DATA EXCERPTS Block Start

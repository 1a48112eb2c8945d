//! Scripted collect-and-return baseline.

use log::warn;

use super::trait_::Policy;
use crate::action::ActionSelection;
use crate::observation::{observation_dim, ObservationEncoder};
use crate::world::TeamId;

/// Heads for the nearest target while any is up for grabs, otherwise home.
///
/// Reads only the observation: a target block is considered available when
/// its carried-by indicator is zero and its in-base indicator is not this
/// policy's team. Frozen agents idle. The targeting effect is never used.
pub struct GreedyCollectPolicy {
    team: TeamId,
    target_count: usize,
}

impl GreedyCollectPolicy {
    /// Creates a greedy policy for `team` in an arena with `target_count` targets.
    pub fn new(team: TeamId, target_count: usize) -> Self {
        Self { team, target_count }
    }

    fn any_target_available(&self, observation: &[f32]) -> bool {
        let own_base = self.team.indicator();
        (0..self.target_count).any(|i| {
            let block = ObservationEncoder::target_offset(i);
            let carried = observation[block + 4];
            let in_base = observation[block + 5];
            carried == 0.0 && in_base != own_base
        })
    }
}

impl Policy for GreedyCollectPolicy {
    fn select_action(&mut self, observation: &[f32]) -> ActionSelection {
        if observation.len() != observation_dim(self.target_count) {
            warn!(
                "Observation of length {} does not fit {} targets; idling",
                observation.len(),
                self.target_count
            );
            return ActionSelection::idle();
        }

        let frozen = observation[observation.len() - 1] > 0.5;
        if frozen {
            return ActionSelection::idle();
        }

        if self.any_target_available(observation) {
            ActionSelection {
                go_to_target: 1,
                ..ActionSelection::idle()
            }
        } else {
            ActionSelection {
                go_to_base: 1,
                ..ActionSelection::idle()
            }
        }
    }

    fn name(&self) -> &str {
        "greedy_collect"
    }
}

#[cfg(test)]
mod tests {
    use super::*;

    fn observation(blocks: &[(f32, f32)], frozen: bool) -> Vec<f32> {
        let mut obs = vec![0.0; ObservationEncoder::HEADER_DIM];
        for &(carried, in_base) in blocks {
            obs.extend([0.0, 0.0, 1.0, 5.0, carried, in_base]);
        }
        obs.push(if frozen { 1.0 } else { 0.0 });
        obs
    }

    #[test]
    fn goes_for_free_target() {
        let mut policy = GreedyCollectPolicy::new(TeamId(1), 2);
        let action = policy.select_action(&observation(&[(2.0, 0.0), (0.0, 0.0)], false));
        assert_eq!(action.go_to_target, 1);
        assert_eq!(action.go_to_base, 0);
    }

    #[test]
    fn steals_from_enemy_base() {
        let mut policy = GreedyCollectPolicy::new(TeamId(1), 1);
        let action = policy.select_action(&observation(&[(0.0, 2.0)], false));
        assert_eq!(action.go_to_target, 1);
    }

    #[test]
    fn returns_home_when_nothing_left() {
        let mut policy = GreedyCollectPolicy::new(TeamId(1), 2);
        let action = policy.select_action(&observation(&[(1.0, 0.0), (0.0, 1.0)], false));
        assert_eq!(action.go_to_base, 1);
        assert_eq!(action.go_to_target, 0);
    }

    #[test]
    fn idles_while_frozen() {
        let mut policy = GreedyCollectPolicy::new(TeamId(1), 1);
        let action = policy.select_action(&observation(&[(0.0, 0.0)], true));
        assert_eq!(action, ActionSelection::idle());
    }

    #[test]
    fn idles_on_malformed_observation() {
        let mut policy = GreedyCollectPolicy::new(TeamId(1), 3);
        assert_eq!(policy.select_action(&[0.0; 4]), ActionSelection::idle());
    }
}
//! Random policy for testing and baselines.

use rand::rngs::StdRng;
use rand::{Rng, SeedableRng};

use super::trait_::Policy;
use crate::action::ActionSelection;

/// Samples every action slot uniformly from its valid range.
///
/// Seeded so that runs are reproducible. Used for sanity checks and as a
/// lower-bound baseline.
pub struct RandomPolicy {
    rng: StdRng,
}

impl RandomPolicy {
    /// Creates a new random policy from a seed.
    pub fn new(seed: u64) -> Self {
        Self {
            rng: StdRng::seed_from_u64(seed),
        }
    }
}

impl Policy for RandomPolicy {
    fn select_action(&mut self, _observation: &[f32]) -> ActionSelection {
        let mut slots = [0; ActionSelection::SLOTS];
        for (slot, &size) in slots.iter_mut().zip(ActionSelection::BRANCH_SIZES.iter()) {
            *slot = self.rng.gen_range(0..size);
        }
        ActionSelection::from_slots(slots)
    }

    fn name(&self) -> &str {
        "random"
    }
}
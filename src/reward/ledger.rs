//! Named per-category reward accounting.
//!
//! Each agent owns one [`RewardLedger`] for the episode. A tick's shaped
//! reward is first collected into a [`RewardBreakdown`] and then folded into
//! the ledger, so category totals and the accumulated scalar always agree.

use super::events::RewardEvent;

/// Reward split by category.
#[derive(Debug, Clone, Copy, PartialEq, Default)]
pub struct RewardBreakdown {
    pub frozen: f32,
    pub effect_use: f32,
    pub effect_hit: f32,
    pub effect_miss: f32,
    pub pickup: f32,
    pub delivery: f32,
    pub wall_collision: f32,
    pub opponent_collision: f32,
    pub speed_incentive: f32,
}

impl RewardBreakdown {
    /// Adds `delta` to the category of `event`.
    pub fn add_event(&mut self, event: RewardEvent, delta: f32) {
        let slot = match event {
            RewardEvent::EnteredFrozen => &mut self.frozen,
            RewardEvent::EffectUsed => &mut self.effect_use,
            RewardEvent::EffectHit => &mut self.effect_hit,
            RewardEvent::EffectMiss => &mut self.effect_miss,
            RewardEvent::TargetPickup => &mut self.pickup,
            RewardEvent::BaseDelivery => &mut self.delivery,
            RewardEvent::WallCollision => &mut self.wall_collision,
            RewardEvent::OpponentCollision => &mut self.opponent_collision,
        };
        *slot += delta;
    }

    /// Sum over all categories, always in the same order.
    pub fn total(&self) -> f32 {
        self.frozen
            + self.effect_use
            + self.effect_hit
            + self.effect_miss
            + self.pickup
            + self.delivery
            + self.wall_collision
            + self.opponent_collision
            + self.speed_incentive
    }

    fn merge(&mut self, other: &RewardBreakdown) {
        self.frozen += other.frozen;
        self.effect_use += other.effect_use;
        self.effect_hit += other.effect_hit;
        self.effect_miss += other.effect_miss;
        self.pickup += other.pickup;
        self.delivery += other.delivery;
        self.wall_collision += other.wall_collision;
        self.opponent_collision += other.opponent_collision;
        self.speed_incentive += other.speed_incentive;
    }
}

/// Episode-long reward record for one agent.
#[derive(Debug, Clone, PartialEq, Default)]
pub struct RewardLedger {
    accumulated: f32,
    totals: RewardBreakdown,
    counts: [u32; RewardEvent::COUNT],
}

impl RewardLedger {
    pub fn new() -> Self {
        Self::default()
    }

    /// Folds one tick into the ledger and returns the new accumulated reward.
    pub fn record(&mut self, events: &[RewardEvent], tick: &RewardBreakdown) -> f32 {
        for event in events {
            self.counts[event.index()] += 1;
        }
        self.totals.merge(tick);
        self.accumulated += tick.total();
        self.accumulated
    }

    pub fn accumulated(&self) -> f32 {
        self.accumulated
    }

    pub fn totals(&self) -> &RewardBreakdown {
        &self.totals
    }

    /// How many times `event` occurred this episode.
    pub fn count(&self, event: RewardEvent) -> u32 {
        self.counts[event.index()]
    }

    /// Clears everything for a new episode.
    pub fn reset(&mut self) {
        *self = Self::default();
    }
}
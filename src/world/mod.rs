//! World-facing types: snapshots, targets, bases and the entity registry.

pub mod registry;
pub mod snapshot;
pub mod types;

pub use registry::{EntityHandle, EntityKind, EntityRegistry};
pub use snapshot::{AgentView, WorldSnapshot};
pub use types::{unit_or_zero, BaseDescriptor, Pose, TargetDescriptor, TargetState, TeamId};
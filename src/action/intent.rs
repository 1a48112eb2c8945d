//! Action selections and the intents they resolve to.

use glam::Vec3;

use crate::error::CoreError;
use crate::navigation::SteeringCommand;
use crate::world::{EntityHandle, Pose};

/// The 5-slot discrete action produced by a policy each tick.
///
/// | slot | field | values |
/// |---|---|---|
/// | 0 | `forward_axis` | 0 none, 1 forward, 2 backward |
/// | 1 | `rotate_axis` | 0 none, 1 right, 2 left |
/// | 2 | `effect_axis` | 1 effect on, else off |
/// | 3 | `go_to_target` | 1 steer to nearest eligible target |
/// | 4 | `go_to_base` | 1 steer to own base |
#[derive(Debug, Clone, Copy, PartialEq, Eq, Default)]
#[cfg_attr(feature = "serde", derive(serde::Serialize, serde::Deserialize))]
pub struct ActionSelection {
    pub forward_axis: i32,
    pub rotate_axis: i32,
    pub effect_axis: i32,
    pub go_to_target: i32,
    pub go_to_base: i32,
}

impl ActionSelection {
    /// Number of discrete slots.
    pub const SLOTS: usize = 5;

    /// Number of choices per slot, as sampled by policies.
    pub const BRANCH_SIZES: [i32; Self::SLOTS] = [3, 3, 2, 2, 2];

    /// The all-zero selection: no movement, no effect, no navigation.
    pub fn idle() -> Self {
        Self::default()
    }

    /// Builds a selection from its slot array.
    pub fn from_slots(slots: [i32; Self::SLOTS]) -> Self {
        Self {
            forward_axis: slots[0],
            rotate_axis: slots[1],
            effect_axis: slots[2],
            go_to_target: slots[3],
            go_to_base: slots[4],
        }
    }

    /// Builds a selection from a slice coming off a policy output buffer.
    ///
    /// # Errors
    ///
    /// Returns [`CoreError::ActionSizeMismatch`] unless exactly five slots are given.
    pub fn try_from_slice(slots: &[i32]) -> Result<Self, CoreError> {
        let array: [i32; Self::SLOTS] =
            slots
                .try_into()
                .map_err(|_| CoreError::ActionSizeMismatch {
                    expected: Self::SLOTS,
                    actual: slots.len(),
                })?;
        Ok(Self::from_slots(array))
    }

    pub fn to_slots(&self) -> [i32; Self::SLOTS] {
        [
            self.forward_axis,
            self.rotate_axis,
            self.effect_axis,
            self.go_to_target,
            self.go_to_base,
        ]
    }
}

/// Translation intent along the agent's forward axis.
#[derive(Debug, Clone, Copy, PartialEq, Eq, Default)]
pub enum Movement {
    #[default]
    None,
    Forward,
    Backward,
}

impl Movement {
    /// World-space direction to move in for the given pose.
    pub fn direction(&self, pose: &Pose) -> Vec3 {
        match self {
            Movement::None => Vec3::ZERO,
            Movement::Forward => pose.forward(),
            Movement::Backward => -pose.forward(),
        }
    }
}

/// Yaw rotation intent.
#[derive(Debug, Clone, Copy, PartialEq, Eq, Default)]
pub enum Rotation {
    #[default]
    None,
    /// Positive yaw.
    Right,
    /// Negative yaw.
    Left,
}

impl Rotation {
    /// Rotation axis for the motion integrator: `+Y`, `-Y` or zero.
    pub fn axis(&self) -> Vec3 {
        match self {
            Rotation::None => Vec3::ZERO,
            Rotation::Right => Vec3::Y,
            Rotation::Left => Vec3::NEG_Y,
        }
    }
}

/// Where the navigation slots sent the agent this tick.
#[derive(Debug, Clone, Copy, PartialEq, Eq)]
pub enum NavigationGoal {
    Target(EntityHandle),
    Base,
}

/// Forward sweep the host should run while the targeting effect is active.
#[derive(Debug, Clone, Copy, PartialEq)]
pub struct ProbeRequest {
    pub origin: Vec3,
    /// Unit forward direction of the sweep.
    pub direction: Vec3,
    pub radius: f32,
    pub range: f32,
}

/// Concrete per-tick intent handed to the motion and effect collaborators.
#[derive(Debug, Clone, Copy, PartialEq, Default)]
pub struct Intent {
    pub movement: Movement,
    pub rotation: Rotation,
    pub effect_on: bool,
    /// Set only when the effect is on and the agent is not frozen.
    pub probe: Option<ProbeRequest>,
    pub navigation: Option<NavigationGoal>,
}

impl Intent {
    /// Applies a steering decision, replacing only the component it asserts.
    pub fn apply_steering(&mut self, command: SteeringCommand) {
        match command {
            SteeringCommand::RotatePositive => self.rotation = Rotation::Right,
            SteeringCommand::RotateNegative => self.rotation = Rotation::Left,
            SteeringCommand::MoveForward => self.movement = Movement::Forward,
        }
    }
}

#[cfg(test)]
mod tests {
    use super::*;

    #[test]
    fn slots_round_trip_through_fields() {
        let slots = [2, 1, 1, 0, 1];
        let action = ActionSelection::from_slots(slots);
        assert_eq!(action.forward_axis, 2);
        assert_eq!(action.go_to_base, 1);
        assert_eq!(action.to_slots(), slots);
    }

    #[test]
    fn try_from_slice_checks_arity() {
        assert!(ActionSelection::try_from_slice(&[0, 0, 0, 0, 0]).is_ok());
        let err = ActionSelection::try_from_slice(&[1, 2, 3]).unwrap_err();
        assert_eq!(
            err,
            CoreError::ActionSizeMismatch {
                expected: 5,
                actual: 3
            }
        );
    }

    #[test]
    fn movement_directions_follow_pose() {
        let pose = Pose::new(Vec3::ZERO, 90.0);
        assert!((Movement::Forward.direction(&pose) - Vec3::X).length() < 1e-5);
        assert!((Movement::Backward.direction(&pose) + Vec3::X).length() < 1e-5);
        assert_eq!(Movement::None.direction(&pose), Vec3::ZERO);
    }

    #[test]
    fn steering_overwrites_one_component() {
        let mut intent = Intent {
            movement: Movement::Backward,
            rotation: Rotation::Left,
            ..Intent::default()
        };
        intent.apply_steering(SteeringCommand::RotatePositive);
        assert_eq!(intent.rotation, Rotation::Right);
        assert_eq!(intent.movement, Movement::Backward);

        intent.apply_steering(SteeringCommand::MoveForward);
        assert_eq!(intent.movement, Movement::Forward);
        assert_eq!(intent.rotation, Rotation::Right);
    }
}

DATA EXCERPTS Block End

▶ PROBLEM TO WORK ON:
In the listing above, find the line with "pub struct GreedyCollectPolicy" and the line with "let own_base = self.team.indicator();". Output those two lines and every line between them, exactly as written.

▶ RESULT FOR THIS TASK:
pub struct GreedyCollectPolicy {
    team: TeamId,
    target_count: usize,
}

impl GreedyCollectPolicy {
    /// Creates a greedy policy for `team` in an arena with `target_count` targets.
    pub fn new(team: TeamId, target_count: usize) -> Self {
        Self { team, target_count }
    }

    fn any_target_available(&self, observation: &[f32]) -> bool {
        let own_base = self.team.indicator();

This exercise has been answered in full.